§ **Assigned task**:
Your task is to repeat the records exactly from the line containing "let body = response" onward, through the final line.

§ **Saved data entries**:
————————

use anyhow::{Context, Result};
use async_trait::async_trait;
use serde_json::Value;

/// Seam between the resolver and the REST backend. Production traffic goes
/// through [`HttpBackend`]; tests script responses behind this trait.
#[async_trait]
pub trait BackendApi: Send + Sync {
    async fn get_json(&self, path: &str, token: Option<&str>) -> Result<Value>;
}

/// reqwest-backed client pinned to one backend origin.
///
/// Every request carries `Authorization: Bearer <token>`, with an empty token
/// when none was supplied. No retries and no explicit timeout are configured;
/// a hung backend is governed by the client defaults.
pub struct HttpBackend {
    client: reqwest::Client,
    base_url: String,
}

impl HttpBackend {
    pub fn new(base_url: impl Into<String>) -> Self {
        Self { client: reqwest::Client::new(), base_url: base_url.into() }
    }

    pub fn base_url(&self) -> &str {
        &self.base_url
    }
}

#[async_trait]
impl BackendApi for HttpBackend {
    async fn get_json(&self, path: &str, token: Option<&str>) -> Result<Value> {
        let url = format!("{}{path}", self.base_url);
        let response = self
            .client
            .get(&url)
            .header(
                reqwest::header::AUTHORIZATION,
                format!("Bearer {}", token.unwrap_or_default()),
            )
            .send()
            .await
            .with_context(|| format!("request to `{url}` failed"))?
            .error_for_status()
            .with_context(|| format!("backend rejected GET {path}"))?;

        let body = response
            .json::<Value>()
            .await
            .with_context(|| format!("backend returned invalid JSON for GET {path}"))?;
        Ok(body)
    }
}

————————

§ **Output**:
        let body = response
            .json::<Value>()
            .await
            .with_context(|| format!("backend returned invalid JSON for GET {path}"))?;
        Ok(body)
    }
}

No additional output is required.